Buen film, en el tono ameno e intrigante que los cineastas yanquis tan bien saben imprimir a este casi subgénero, con sus periodistas que hurgan hasta encontrar la verdad, aunque en este caso, afortunadamente, no aparecen nimbados con la aureola de héroes de la opinión pública sino como gente que usaron procedimientos aberrantes para descubrir aspectos de la vida privada de una persona que, ciertamente, en otro tiempo no hubieran osado utilizar.
Como línea colateral, pero también de interés, se habla sobre el infierno al que fue empujada la mujer con la que Hart mantuvo aquella relación infiel, Donna Rice, una mujer estigmatizada por aquella historia y a la que la prensa engañó como a una china para que se prestara a colaborar y, con ello, quedara marcada de por vida.
Notable trabajo de Hugh Jackman, cada vez más decidido, con buen criterio, a hacernos olvidar su Lobezno. Del resto del reparto nos quedamos con la siempre estupenda Vera Farmiga, con un papel relativamente corto pero que ella, tan talentosa, borda: qué bien mira Farmiga como la mujer despechada al marido que la ha humillado involuntaria pero públicamente ante millones de personas. Qué bien mira...

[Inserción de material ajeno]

//! Qualified names.

use std::fmt;

/// A (namespace URI, local name) pair.
///
/// Used as the dispatch key throughout the parser registry. Equality is
/// exact string comparison on both parts; no normalization is applied.
/// Elements outside any namespace carry an empty namespace URI.
#[derive(Debug, Clone, PartialEq, Eq, Hash)]
pub struct QName {
    /// Namespace URI, empty for unqualified names.
    pub namespace_uri: String,
    /// Local part of the name.
    pub local_name: String,
}

impl QName {
    /// Creates a namespace-qualified name.
    pub fn new(namespace_uri: impl Into<String>, local_name: impl Into<String>) -> Self {
        Self {
            namespace_uri: namespace_uri.into(),
            local_name: local_name.into(),
        }
    }

    /// Creates an unqualified name.
    pub fn local(local_name: impl Into<String>) -> Self {
        Self {
            namespace_uri: String::new(),
            local_name: local_name.into(),
        }
    }

    /// Returns true if both namespace URI and local name match exactly.
    #[must_use]
    pub fn matches(&self, namespace_uri: &str, local_name: &str) -> bool {
        self.namespace_uri == namespace_uri && self.local_name == local_name
    }
}

impl fmt::Display for QName {
    fn fmt(&self, f: &mut fmt::Formatter<'_>) -> fmt::Result {
        if self.namespace_uri.is_empty() {
            write!(f, "{}", self.local_name)
        } else {
            write!(f, "{{{}}}{}", self.namespace_uri, self.local_name)
        }
    }
}

#[cfg(test)]
mod tests {
    use super::*;

    #[test]
    fn equality_is_exact() {
        let a = QName::new("urn:a", "Assertion");
        let b = QName::new("urn:a", "Assertion");
        let c = QName::new("urn:a", "assertion");
        assert_eq!(a, b);
        assert_ne!(a, c);
    }

    #[test]
    fn display_includes_namespace() {
        let q = QName::new("urn:oasis:names:tc:SAML:2.0:protocol", "Response");
        assert_eq!(q.to_string(), "{urn:oasis:names:tc:SAML:2.0:protocol}Response");
        assert_eq!(QName::local("ID").to_string(), "ID");
    }
}
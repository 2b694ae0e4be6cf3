//! Parsers for the SAML 2.0 protocol response family.

use fedlink_core::{ParsingError, ParsingResult};
use fedlink_xml::{StartTag, XmlCursor};

use super::{assertion, request, util};
use crate::types::constants::DSIG_NS;
use crate::types::{
    ArtifactContent, ArtifactResponse, LogoutResponse, Response, ResponseItem, Status, StatusCode,
    StatusResponse,
};

/// Reads the attributes every status response carries.
fn parse_base_attributes(tag: &StartTag) -> ParsingResult<StatusResponse> {
    util::require_version(tag, "2.0")?;
    Ok(StatusResponse {
        id: tag.required_attribute("ID")?,
        in_response_to: tag.attribute("InResponseTo").map(str::to_string),
        issue_instant: util::required_timestamp(tag, "IssueInstant")?,
        destination: tag.attribute("Destination").map(str::to_string),
        consent: tag.attribute("Consent").map(str::to_string),
        issuer: None,
        signature: None,
        status: Status::success(),
    })
}

/// Handles the children common to every status response; returns false
/// when the child belongs to the concrete response type. The `Status`
/// placeholder from `parse_base_attributes` is overwritten here.
fn parse_common_child(
    cursor: &mut XmlCursor<'_>,
    child: &StartTag,
    base: &mut StatusResponse,
    saw_status: &mut bool,
) -> ParsingResult<bool> {
    match child.name.local_name.as_str() {
        "Issuer" => {
            base.issuer = Some(util::parse_name_id(cursor, "Issuer")?);
            Ok(true)
        }
        "Signature" if child.name.namespace_uri == DSIG_NS => {
            base.signature = Some(cursor.dom_element()?);
            Ok(true)
        }
        "Status" => {
            base.status = parse_status(cursor)?;
            *saw_status = true;
            Ok(true)
        }
        _ => Ok(false),
    }
}

fn missing_status(element: &str) -> ParsingError {
    ParsingError::MissingChild {
        element: element.to_string(),
        child: "Status".to_string(),
    }
}

/// Parses a `samlp:Status` with its possibly nested code.
pub fn parse_status(cursor: &mut XmlCursor<'_>) -> ParsingResult<Status> {
    let root = cursor.next_start_element()?;
    root.expect_name("Status")?;

    let mut code = None;
    let mut message = None;
    let mut detail = None;

    loop {
        let Some(child) = cursor.peek_start_element()? else {
            cursor.next_end_element()?.expect_name("Status")?;
            break;
        };
        match child.name.local_name.as_str() {
            "StatusCode" => code = Some(parse_status_code(cursor)?),
            "StatusMessage" => {
                cursor.next_start_element()?;
                message = Some(util::element_text_or_empty(cursor)?);
            }
            "StatusDetail" => detail = Some(cursor.dom_element()?),
            _ => return Err(util::unknown_element(&child)),
        }
    }

    Ok(Status {
        code: code.ok_or_else(|| ParsingError::MissingChild {
            element: "Status".to_string(),
            child: "StatusCode".to_string(),
        })?,
        message,
        detail,
    })
}

fn parse_status_code(cursor: &mut XmlCursor<'_>) -> ParsingResult<StatusCode> {
    let root = cursor.next_start_element()?;
    root.expect_name("StatusCode")?;
    let mut code = StatusCode::new(root.required_attribute("Value")?);
    loop {
        let Some(child) = cursor.peek_start_element()? else {
            cursor.next_end_element()?.expect_name("StatusCode")?;
            break;
        };
        if child.name.local_name == "StatusCode" {
            code.sub_code = Some(Box::new(parse_status_code(cursor)?));
        } else {
            return Err(util::unknown_element(&child));
        }
    }
    Ok(code)
}

/// Parses a `samlp:Response`.
pub fn parse_response(cursor: &mut XmlCursor<'_>) -> ParsingResult<Response> {
    let root = cursor.next_start_element()?;
    root.expect_name("Response")?;

    let mut response = Response {
        base: parse_base_attributes(&root)?,
        assertions: Vec::new(),
    };
    let mut saw_status = false;

    loop {
        let Some(child) = cursor.peek_start_element()? else {
            cursor.next_end_element()?.expect_name("Response")?;
            break;
        };
        if parse_common_child(cursor, &child, &mut response.base, &mut saw_status)? {
            continue;
        }
        match child.name.local_name.as_str() {
            "Assertion" => response
                .assertions
                .push(ResponseItem::Assertion(assertion::parse_assertion(cursor)?)),
            "EncryptedAssertion" => response
                .assertions
                .push(ResponseItem::Encrypted(cursor.dom_element()?)),
            _ => return Err(util::unknown_element(&child)),
        }
    }

    if !saw_status {
        return Err(missing_status("Response"));
    }
    Ok(response)
}

/// Parses a `samlp:LogoutResponse`.
pub fn parse_logout_response(cursor: &mut XmlCursor<'_>) -> ParsingResult<LogoutResponse> {
    let root = cursor.next_start_element()?;
    root.expect_name("LogoutResponse")?;

    let mut base = parse_base_attributes(&root)?;
    let mut saw_status = false;

    loop {
        let Some(child) = cursor.peek_start_element()? else {
            cursor.next_end_element()?.expect_name("LogoutResponse")?;
            break;
        };
        if !parse_common_child(cursor, &child, &mut base, &mut saw_status)? {
            return Err(util::unknown_element(&child));
        }
    }

    if !saw_status {
        return Err(missing_status("LogoutResponse"));
    }
    Ok(LogoutResponse { base })
}

/// Parses a `samlp:ArtifactResponse`. The wrapped message, when present,
/// is parsed into the matching protocol type.
pub fn parse_artifact_response(cursor: &mut XmlCursor<'_>) -> ParsingResult<ArtifactResponse> {
    let root = cursor.next_start_element()?;
    root.expect_name("ArtifactResponse")?;

    let mut response = ArtifactResponse {
        base: parse_base_attributes(&root)?,
        any: None,
    };
    let mut saw_status = false;

    loop {
        let Some(child) = cursor.peek_start_element()? else {
            cursor.next_end_element()?.expect_name("ArtifactResponse")?;
            break;
        };
        if parse_common_child(cursor, &child, &mut response.base, &mut saw_status)? {
            continue;
        }
        match child.name.local_name.as_str() {
            "AuthnRequest" => {
                response.any = Some(ArtifactContent::AuthnRequest(Box::new(
                    request::parse_authn_request(cursor)?,
                )));
            }
            "LogoutRequest" => {
                response.any = Some(ArtifactContent::LogoutRequest(Box::new(
                    request::parse_logout_request(cursor)?,
                )));
            }
            "Response" => {
                response.any = Some(ArtifactContent::Response(Box::new(parse_response(cursor)?)));
            }
            _ => return Err(util::unknown_element(&child)),
        }
    }

    if !saw_status {
        return Err(missing_status("ArtifactResponse"));
    }
    Ok(response)
}
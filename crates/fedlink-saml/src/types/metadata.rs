//! SAML 2.0 metadata types.
//!
//! Key descriptors embed XML-DSig `KeyInfo` content and are carried
//! opaquely; role descriptors other than the IdP and SP SSO descriptors
//! are preserved as raw subtrees.

use fedlink_xml::DomElement;
use serde::{Deserialize, Serialize};

/// A protocol endpoint advertised in metadata.
#[derive(Debug, Clone, PartialEq, Serialize, Deserialize)]
pub struct Endpoint {
    /// Binding URI.
    pub binding: String,

    /// Endpoint location URL.
    pub location: String,

    /// Separate response location, if any.
    #[serde(skip_serializing_if = "Option::is_none")]
    pub response_location: Option<String>,
}

/// An endpoint carrying an index, used for assertion consumer services.
#[derive(Debug, Clone, PartialEq, Serialize, Deserialize)]
pub struct IndexedEndpoint {
    /// The endpoint itself.
    pub endpoint: Endpoint,

    /// Index within the service list.
    pub index: u16,

    /// Whether this is the default endpoint.
    #[serde(skip_serializing_if = "Option::is_none")]
    pub is_default: Option<bool>,
}

/// An identity provider SSO descriptor.
#[derive(Debug, Clone, Default, PartialEq, Serialize, Deserialize)]
pub struct IdpSsoDescriptor {
    /// Supported protocol namespace URIs, space separated.
    #[serde(skip_serializing_if = "Option::is_none")]
    pub protocol_support_enumeration: Option<String>,

    /// Whether authentication requests must be signed.
    #[serde(skip_serializing_if = "Option::is_none")]
    pub want_authn_requests_signed: Option<bool>,

    /// Key descriptors, carried opaquely.
    #[serde(default, skip_serializing_if = "Vec::is_empty")]
    pub key_descriptors: Vec<DomElement>,

    /// Single sign-on endpoints.
    #[serde(default, skip_serializing_if = "Vec::is_empty")]
    pub single_sign_on_services: Vec<Endpoint>,

    /// Single logout endpoints.
    #[serde(default, skip_serializing_if = "Vec::is_empty")]
    pub single_logout_services: Vec<Endpoint>,

    /// Supported name identifier formats.
    #[serde(default, skip_serializing_if = "Vec::is_empty")]
    pub name_id_formats: Vec<String>,
}

/// A service provider SSO descriptor.
#[derive(Debug, Clone, Default, PartialEq, Serialize, Deserialize)]
pub struct SpSsoDescriptor {
    /// Supported protocol namespace URIs, space separated.
    #[serde(skip_serializing_if = "Option::is_none")]
    pub protocol_support_enumeration: Option<String>,

    /// Whether this SP signs its authentication requests.
    #[serde(skip_serializing_if = "Option::is_none")]
    pub authn_requests_signed: Option<bool>,

    /// Whether this SP requires signed assertions.
    #[serde(skip_serializing_if = "Option::is_none")]
    pub want_assertions_signed: Option<bool>,

    /// Key descriptors, carried opaquely.
    #[serde(default, skip_serializing_if = "Vec::is_empty")]
    pub key_descriptors: Vec<DomElement>,

    /// Single logout endpoints.
    #[serde(default, skip_serializing_if = "Vec::is_empty")]
    pub single_logout_services: Vec<Endpoint>,

    /// Assertion consumer endpoints.
    #[serde(default, skip_serializing_if = "Vec::is_empty")]
    pub assertion_consumer_services: Vec<IndexedEndpoint>,

    /// Supported name identifier formats.
    #[serde(default, skip_serializing_if = "Vec::is_empty")]
    pub name_id_formats: Vec<String>,
}

/// One role within an entity descriptor.
#[derive(Debug, Clone, PartialEq, Serialize, Deserialize)]
pub enum RoleDescriptor {
    /// An identity provider role.
    Idp(IdpSsoDescriptor),
    /// A service provider role.
    Sp(SpSsoDescriptor),
    /// Any other role, preserved as a raw subtree.
    Other(DomElement),
}

/// Metadata for a single federation entity.
#[derive(Debug, Clone, PartialEq, Serialize, Deserialize)]
pub struct EntityDescriptor {
    /// The entity's unique identifier URI.
    pub entity_id: String,

    /// Document ID, when present.
    #[serde(skip_serializing_if = "Option::is_none")]
    pub id: Option<String>,

    /// Roles this entity plays.
    #[serde(default, skip_serializing_if = "Vec::is_empty")]
    pub roles: Vec<RoleDescriptor>,
}

/// One entry in an entities descriptor.
#[derive(Debug, Clone, PartialEq, Serialize, Deserialize)]
pub enum MetadataItem {
    /// A single entity.
    Entity(EntityDescriptor),
    /// A nested group of entities.
    Entities(EntitiesDescriptor),
}

/// A named group of entity descriptors; groups may nest.
#[derive(Debug, Clone, Default, PartialEq, Serialize, Deserialize)]
pub struct EntitiesDescriptor {
    /// Group name.
    #[serde(skip_serializing_if = "Option::is_none")]
    pub name: Option<String>,

    /// Document ID, when present.
    #[serde(skip_serializing_if = "Option::is_none")]
    pub id: Option<String>,

    /// Member descriptors in document order.
    #[serde(default, skip_serializing_if = "Vec::is_empty")]
    pub items: Vec<MetadataItem>,
}
//! One-shot digests keyed by XML-DSig algorithm URI.

use fedlink_core::{ProcessingError, ProcessingResult};
use sha1::Sha1;
use sha2::{Digest, Sha256, Sha384, Sha512};

use crate::uris;

/// Computes the digest of `data` under the algorithm named by `uri`.
pub fn digest(uri: &str, data: &[u8]) -> ProcessingResult<Vec<u8>> {
    match uri {
        uris::DIGEST_SHA1 => Ok(Sha1::digest(data).to_vec()),
        uris::DIGEST_SHA256 => Ok(Sha256::digest(data).to_vec()),
        uris::DIGEST_SHA384 => Ok(Sha384::digest(data).to_vec()),
        uris::DIGEST_SHA512 => Ok(Sha512::digest(data).to_vec()),
        other => Err(ProcessingError::UnsupportedAlgorithm(other.to_string())),
    }
}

Entre los secundarios, como curiosidad, cabe citar que Alfred Molina se mete en la camisa y la corbata (porque este hombre no se debía despojar de estas prendas ni para acostarse...) de Ben Bradlee, el famosísimo director de The Washington Post en los convulsos tiempos en los que el periódico investigó y sacó a relucir los escándalos de los papeles del Pentágono (llevado a la pantalla por Steven Spielberg en Los archivos del Pentágono, con Tom Hanks en el papel de Bradlee) y el caso Watergate (puesto en imágenes por Alan J. Pakula en Todos los hombres del presidente, con Jason Robards en ese mismo rol).